Lettre de Marguerite Audoux au Dr Élie Faure
Auteur(s) : Audoux, Marguerite
Élie Faure (1873‑1937) est à la fois médecin et auteur d’une Histoire de l’art (1909‑1921). C’est lui qui, dans la clinique de son frère Jean‑Louis, soigne en décembre 1910 Charles‑Louis Philippe mourant, véritablement désespéré de ne pouvoir rien faire pour lui [Voir Gide, André, Journal, Pléiade, 1940, p. 281]. C’est donc un familier du groupe de Carnetin, d’autant que ses idées de gauche le rapprochent de Philippe, Jourdain et Werth. Il lutte inlassablement pour les moins favorisés, et ce sont ses cours, prodigués dans les Universités ouvrières, qui donneront naissance à son grand ouvrage.

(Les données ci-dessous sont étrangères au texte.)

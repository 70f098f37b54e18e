//! Event codes carried in the `event_id` field of both frame kinds

/// Enumerated link events
#[derive(Debug, Clone, Copy, PartialEq, Eq)]
#[cfg_attr(feature = "defmt", derive(defmt::Format))]
pub enum EventCode {
    /// Resume normal sleep mode (deep sleep allowed)
    ResumeSleep,
    /// Disable sleep mode (stay awake)
    DisableSleep,
    /// Request a dump of the radio parameters
    SendLoraParams,
    /// Request a dump of the program parameters
    SendProgParams,
    /// Set configuration parameters
    SetConfig,
    /// Configuration applied, echoing the installed values
    SetConfigResponse,
    /// Reset configuration to the compiled-in defaults
    ResetConfig,
}

// Wire format values
const EVENT_RESUME_SLEEP: u16 = 0x0001;
const EVENT_DISABLE_SLEEP: u16 = 0x0002;
const EVENT_SEND_LORA_PARAMS: u16 = 0x0003;
const EVENT_SEND_PROG_PARAMS: u16 = 0x0004;
const EVENT_SET_CONFIG: u16 = 0x0005;
const EVENT_SET_CONFIG_RESPONSE: u16 = 0x1005;
const EVENT_RESET_CONFIG: u16 = 0x0006;

impl EventCode {
    /// Parse an event from its wire format value
    pub fn from_raw(raw: u16) -> Option<Self> {
        match raw {
            EVENT_RESUME_SLEEP => Some(EventCode::ResumeSleep),
            EVENT_DISABLE_SLEEP => Some(EventCode::DisableSleep),
            EVENT_SEND_LORA_PARAMS => Some(EventCode::SendLoraParams),
            EVENT_SEND_PROG_PARAMS => Some(EventCode::SendProgParams),
            EVENT_SET_CONFIG => Some(EventCode::SetConfig),
            EVENT_SET_CONFIG_RESPONSE => Some(EventCode::SetConfigResponse),
            EVENT_RESET_CONFIG => Some(EventCode::ResetConfig),
            _ => None,
        }
    }

    /// Convert to wire format value
    pub fn to_raw(self) -> u16 {
        match self {
            EventCode::ResumeSleep => EVENT_RESUME_SLEEP,
            EventCode::DisableSleep => EVENT_DISABLE_SLEEP,
            EventCode::SendLoraParams => EVENT_SEND_LORA_PARAMS,
            EventCode::SendProgParams => EVENT_SEND_PROG_PARAMS,
            EventCode::SetConfig => EVENT_SET_CONFIG,
            EventCode::SetConfigResponse => EVENT_SET_CONFIG_RESPONSE,
            EventCode::ResetConfig => EVENT_RESET_CONFIG,
        }
    }

    /// Returns true for codes that mutate the receiver's configuration.
    ///
    /// These demand a valid checksum before they are acted on.
    pub fn is_config_command(self) -> bool {
        matches!(self, EventCode::SetConfig | EventCode::ResetConfig)
    }
}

Francis jourdain (1876-1958), élève d’Eugène Carrière, est peintre, décorateur et écrivain. Il est un intermédiaire efficace auprès d’Octave Mirbeau pour l’édition et le succès de Marie-Claire. C’est lui qui dessine les meubles de Marguerite Audoux. Avec Léon Werth, il demeurera, jusqu’à la fin l’ami fidèle de la romancière.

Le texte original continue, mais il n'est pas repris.